Exercise brief: Locate each line in the records containing "OverstayFinding". Copy it.

##### Data in this exercise

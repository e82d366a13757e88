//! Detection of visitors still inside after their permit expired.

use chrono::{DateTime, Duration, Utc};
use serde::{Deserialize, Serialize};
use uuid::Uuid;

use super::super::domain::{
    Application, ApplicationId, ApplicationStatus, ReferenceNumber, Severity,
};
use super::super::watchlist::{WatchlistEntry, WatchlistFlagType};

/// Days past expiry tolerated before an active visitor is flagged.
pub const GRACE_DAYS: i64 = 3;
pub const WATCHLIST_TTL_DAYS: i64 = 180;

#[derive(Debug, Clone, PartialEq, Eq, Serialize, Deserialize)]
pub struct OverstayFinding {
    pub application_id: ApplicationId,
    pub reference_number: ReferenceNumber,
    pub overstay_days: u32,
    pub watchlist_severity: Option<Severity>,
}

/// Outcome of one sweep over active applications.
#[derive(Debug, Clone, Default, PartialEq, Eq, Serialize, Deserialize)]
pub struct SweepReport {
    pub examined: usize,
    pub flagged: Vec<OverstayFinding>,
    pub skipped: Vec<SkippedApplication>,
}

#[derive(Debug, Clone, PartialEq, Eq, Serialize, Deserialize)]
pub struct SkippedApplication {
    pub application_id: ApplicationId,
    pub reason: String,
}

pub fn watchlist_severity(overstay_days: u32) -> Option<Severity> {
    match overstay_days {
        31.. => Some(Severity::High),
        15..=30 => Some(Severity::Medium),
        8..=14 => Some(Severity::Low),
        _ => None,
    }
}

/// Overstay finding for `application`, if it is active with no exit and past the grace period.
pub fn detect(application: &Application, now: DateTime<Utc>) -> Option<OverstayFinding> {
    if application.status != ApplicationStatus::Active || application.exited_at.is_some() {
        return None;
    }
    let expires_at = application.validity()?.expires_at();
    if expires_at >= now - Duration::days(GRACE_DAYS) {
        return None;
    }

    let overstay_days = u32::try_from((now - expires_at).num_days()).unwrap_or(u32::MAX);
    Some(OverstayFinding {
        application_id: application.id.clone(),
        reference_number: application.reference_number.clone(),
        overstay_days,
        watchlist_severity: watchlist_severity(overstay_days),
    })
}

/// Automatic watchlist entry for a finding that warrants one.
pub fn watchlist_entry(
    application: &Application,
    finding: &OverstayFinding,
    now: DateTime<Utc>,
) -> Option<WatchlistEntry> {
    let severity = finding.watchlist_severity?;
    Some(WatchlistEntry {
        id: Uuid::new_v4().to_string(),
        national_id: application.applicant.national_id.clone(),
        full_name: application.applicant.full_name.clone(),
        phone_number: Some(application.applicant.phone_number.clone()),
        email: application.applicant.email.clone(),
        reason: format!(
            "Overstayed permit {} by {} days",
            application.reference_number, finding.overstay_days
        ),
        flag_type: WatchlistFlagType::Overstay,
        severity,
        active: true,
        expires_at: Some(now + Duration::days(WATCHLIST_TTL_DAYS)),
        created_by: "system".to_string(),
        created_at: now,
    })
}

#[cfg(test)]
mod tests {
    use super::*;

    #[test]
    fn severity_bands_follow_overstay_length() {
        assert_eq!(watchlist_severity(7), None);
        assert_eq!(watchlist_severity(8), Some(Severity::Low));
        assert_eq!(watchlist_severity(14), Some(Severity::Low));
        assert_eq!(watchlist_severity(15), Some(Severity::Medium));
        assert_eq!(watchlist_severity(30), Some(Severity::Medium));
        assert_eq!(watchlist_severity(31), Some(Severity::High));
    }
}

##########
##### Data in this exercise

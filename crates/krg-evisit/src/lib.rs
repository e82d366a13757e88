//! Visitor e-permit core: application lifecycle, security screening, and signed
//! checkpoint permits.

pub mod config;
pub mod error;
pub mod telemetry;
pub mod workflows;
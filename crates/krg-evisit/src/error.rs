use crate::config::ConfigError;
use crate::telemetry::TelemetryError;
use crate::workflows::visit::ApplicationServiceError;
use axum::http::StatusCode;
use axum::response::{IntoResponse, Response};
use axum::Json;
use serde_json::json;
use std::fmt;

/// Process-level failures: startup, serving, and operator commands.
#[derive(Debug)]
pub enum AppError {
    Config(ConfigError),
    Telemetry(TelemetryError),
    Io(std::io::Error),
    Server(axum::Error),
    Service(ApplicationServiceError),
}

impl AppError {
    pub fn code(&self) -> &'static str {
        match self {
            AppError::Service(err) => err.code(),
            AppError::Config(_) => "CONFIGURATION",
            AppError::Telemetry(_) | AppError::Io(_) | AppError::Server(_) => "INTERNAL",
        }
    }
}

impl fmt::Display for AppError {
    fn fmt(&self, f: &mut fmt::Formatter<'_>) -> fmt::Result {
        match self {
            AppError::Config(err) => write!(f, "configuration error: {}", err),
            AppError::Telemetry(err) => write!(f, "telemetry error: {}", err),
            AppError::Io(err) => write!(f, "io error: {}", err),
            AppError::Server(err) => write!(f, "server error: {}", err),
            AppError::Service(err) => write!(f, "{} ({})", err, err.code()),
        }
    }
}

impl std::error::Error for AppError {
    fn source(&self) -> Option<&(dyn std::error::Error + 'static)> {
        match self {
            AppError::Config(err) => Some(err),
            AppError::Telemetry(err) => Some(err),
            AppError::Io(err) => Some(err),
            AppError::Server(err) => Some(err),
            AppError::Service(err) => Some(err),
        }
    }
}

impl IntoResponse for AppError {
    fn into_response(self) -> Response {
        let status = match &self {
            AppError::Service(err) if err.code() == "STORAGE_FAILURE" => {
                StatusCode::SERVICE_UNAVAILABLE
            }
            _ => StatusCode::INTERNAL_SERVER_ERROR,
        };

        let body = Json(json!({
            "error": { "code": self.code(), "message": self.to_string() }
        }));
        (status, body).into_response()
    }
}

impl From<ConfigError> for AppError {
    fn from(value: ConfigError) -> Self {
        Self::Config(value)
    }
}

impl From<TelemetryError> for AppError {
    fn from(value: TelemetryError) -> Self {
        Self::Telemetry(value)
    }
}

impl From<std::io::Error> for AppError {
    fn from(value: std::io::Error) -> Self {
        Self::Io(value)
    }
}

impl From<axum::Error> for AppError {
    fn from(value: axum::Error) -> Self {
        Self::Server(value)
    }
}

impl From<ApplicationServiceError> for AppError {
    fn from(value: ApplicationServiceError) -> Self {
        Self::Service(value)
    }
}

##########
##### Data in this exercise

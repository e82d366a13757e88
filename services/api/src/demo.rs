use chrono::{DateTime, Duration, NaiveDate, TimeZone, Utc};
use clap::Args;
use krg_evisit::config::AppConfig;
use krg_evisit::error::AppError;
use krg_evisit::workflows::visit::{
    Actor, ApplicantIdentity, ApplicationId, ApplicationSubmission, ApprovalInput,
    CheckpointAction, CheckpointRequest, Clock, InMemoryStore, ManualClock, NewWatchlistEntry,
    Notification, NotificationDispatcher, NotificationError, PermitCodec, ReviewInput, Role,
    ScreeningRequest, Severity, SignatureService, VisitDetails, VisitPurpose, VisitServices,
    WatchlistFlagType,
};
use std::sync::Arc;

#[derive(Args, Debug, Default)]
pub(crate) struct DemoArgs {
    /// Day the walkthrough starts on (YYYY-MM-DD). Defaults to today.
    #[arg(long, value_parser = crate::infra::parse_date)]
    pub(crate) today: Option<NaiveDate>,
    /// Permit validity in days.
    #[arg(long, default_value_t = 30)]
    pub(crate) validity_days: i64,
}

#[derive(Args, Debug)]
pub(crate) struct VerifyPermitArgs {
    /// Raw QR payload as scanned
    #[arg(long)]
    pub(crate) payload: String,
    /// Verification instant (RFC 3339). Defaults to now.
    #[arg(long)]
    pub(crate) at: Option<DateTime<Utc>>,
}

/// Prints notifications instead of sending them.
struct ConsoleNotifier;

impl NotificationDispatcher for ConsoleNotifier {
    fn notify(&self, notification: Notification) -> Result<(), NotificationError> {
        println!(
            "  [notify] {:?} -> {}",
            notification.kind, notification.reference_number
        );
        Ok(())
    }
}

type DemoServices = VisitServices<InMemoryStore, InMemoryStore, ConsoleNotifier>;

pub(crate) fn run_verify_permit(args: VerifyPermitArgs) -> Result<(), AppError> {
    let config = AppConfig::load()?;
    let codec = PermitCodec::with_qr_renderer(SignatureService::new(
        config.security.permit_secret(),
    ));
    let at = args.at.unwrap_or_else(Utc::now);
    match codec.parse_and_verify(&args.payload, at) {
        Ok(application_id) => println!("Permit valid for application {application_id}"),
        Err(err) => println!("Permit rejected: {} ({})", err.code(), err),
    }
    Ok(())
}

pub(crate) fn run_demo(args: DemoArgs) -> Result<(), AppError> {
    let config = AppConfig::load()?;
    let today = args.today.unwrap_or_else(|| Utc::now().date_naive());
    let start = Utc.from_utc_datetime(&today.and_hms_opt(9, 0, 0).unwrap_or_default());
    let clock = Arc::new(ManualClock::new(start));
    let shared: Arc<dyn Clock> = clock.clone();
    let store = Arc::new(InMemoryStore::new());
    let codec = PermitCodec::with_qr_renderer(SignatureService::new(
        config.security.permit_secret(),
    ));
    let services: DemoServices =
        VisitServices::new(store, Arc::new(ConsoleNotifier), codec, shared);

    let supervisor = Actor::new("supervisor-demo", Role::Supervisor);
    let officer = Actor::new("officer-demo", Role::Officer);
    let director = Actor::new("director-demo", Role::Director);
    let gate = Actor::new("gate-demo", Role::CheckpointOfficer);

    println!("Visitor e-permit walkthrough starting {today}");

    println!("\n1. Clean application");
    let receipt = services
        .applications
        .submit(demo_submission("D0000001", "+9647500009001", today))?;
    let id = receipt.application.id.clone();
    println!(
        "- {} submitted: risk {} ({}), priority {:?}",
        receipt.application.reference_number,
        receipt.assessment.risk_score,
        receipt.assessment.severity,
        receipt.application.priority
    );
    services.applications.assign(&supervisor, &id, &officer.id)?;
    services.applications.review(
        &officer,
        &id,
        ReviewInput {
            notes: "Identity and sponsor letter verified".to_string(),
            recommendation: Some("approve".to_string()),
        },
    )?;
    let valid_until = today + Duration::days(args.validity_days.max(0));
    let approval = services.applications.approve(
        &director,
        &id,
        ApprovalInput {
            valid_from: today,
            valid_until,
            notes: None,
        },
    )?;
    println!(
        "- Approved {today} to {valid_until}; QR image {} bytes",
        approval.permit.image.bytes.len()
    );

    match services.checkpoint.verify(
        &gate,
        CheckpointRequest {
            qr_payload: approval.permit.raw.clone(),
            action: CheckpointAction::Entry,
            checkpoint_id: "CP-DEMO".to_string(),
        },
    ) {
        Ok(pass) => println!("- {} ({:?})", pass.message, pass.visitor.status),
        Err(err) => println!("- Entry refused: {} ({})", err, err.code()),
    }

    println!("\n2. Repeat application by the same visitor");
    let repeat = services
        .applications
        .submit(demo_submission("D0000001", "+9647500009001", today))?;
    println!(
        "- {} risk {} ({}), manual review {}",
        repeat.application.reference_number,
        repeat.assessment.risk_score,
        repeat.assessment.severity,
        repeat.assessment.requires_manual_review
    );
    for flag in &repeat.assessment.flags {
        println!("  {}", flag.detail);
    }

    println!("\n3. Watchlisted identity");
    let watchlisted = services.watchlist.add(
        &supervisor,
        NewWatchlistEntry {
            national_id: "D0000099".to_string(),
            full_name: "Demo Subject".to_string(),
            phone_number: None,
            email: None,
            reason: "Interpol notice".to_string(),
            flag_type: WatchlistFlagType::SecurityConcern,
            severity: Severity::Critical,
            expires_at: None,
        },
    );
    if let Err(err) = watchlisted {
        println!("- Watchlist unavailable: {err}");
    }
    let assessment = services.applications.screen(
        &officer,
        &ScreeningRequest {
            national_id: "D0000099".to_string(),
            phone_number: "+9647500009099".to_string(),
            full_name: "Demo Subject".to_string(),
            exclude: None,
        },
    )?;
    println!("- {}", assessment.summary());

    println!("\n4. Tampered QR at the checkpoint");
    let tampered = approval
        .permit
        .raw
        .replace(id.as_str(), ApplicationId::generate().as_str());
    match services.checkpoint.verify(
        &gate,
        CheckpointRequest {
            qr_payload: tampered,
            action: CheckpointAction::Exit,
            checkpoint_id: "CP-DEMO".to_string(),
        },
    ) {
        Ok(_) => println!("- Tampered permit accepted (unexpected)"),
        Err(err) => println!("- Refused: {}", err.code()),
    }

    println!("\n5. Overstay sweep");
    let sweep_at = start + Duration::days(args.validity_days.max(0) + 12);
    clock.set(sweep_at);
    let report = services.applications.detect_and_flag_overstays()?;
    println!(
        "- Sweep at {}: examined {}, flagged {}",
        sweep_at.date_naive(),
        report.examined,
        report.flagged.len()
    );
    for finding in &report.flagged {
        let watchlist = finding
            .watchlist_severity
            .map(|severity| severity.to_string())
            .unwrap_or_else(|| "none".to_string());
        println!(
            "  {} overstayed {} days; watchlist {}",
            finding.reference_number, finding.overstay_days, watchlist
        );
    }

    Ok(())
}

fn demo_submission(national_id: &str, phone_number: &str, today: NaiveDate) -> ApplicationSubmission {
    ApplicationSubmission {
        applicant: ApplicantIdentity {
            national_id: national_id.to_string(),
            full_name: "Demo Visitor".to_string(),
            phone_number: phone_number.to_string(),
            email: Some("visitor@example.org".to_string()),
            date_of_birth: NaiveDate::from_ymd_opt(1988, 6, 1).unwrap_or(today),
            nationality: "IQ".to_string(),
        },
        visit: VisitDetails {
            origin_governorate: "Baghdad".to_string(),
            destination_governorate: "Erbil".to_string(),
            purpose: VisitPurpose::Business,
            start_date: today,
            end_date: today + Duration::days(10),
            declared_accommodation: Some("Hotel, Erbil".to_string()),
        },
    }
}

##########

Task output:
pub struct OverstayFinding {
    pub flagged: Vec<OverstayFinding>,
pub fn detect(application: &Application, now: DateTime<Utc>) -> Option<OverstayFinding> {
    Some(OverstayFinding {
    finding: &OverstayFinding,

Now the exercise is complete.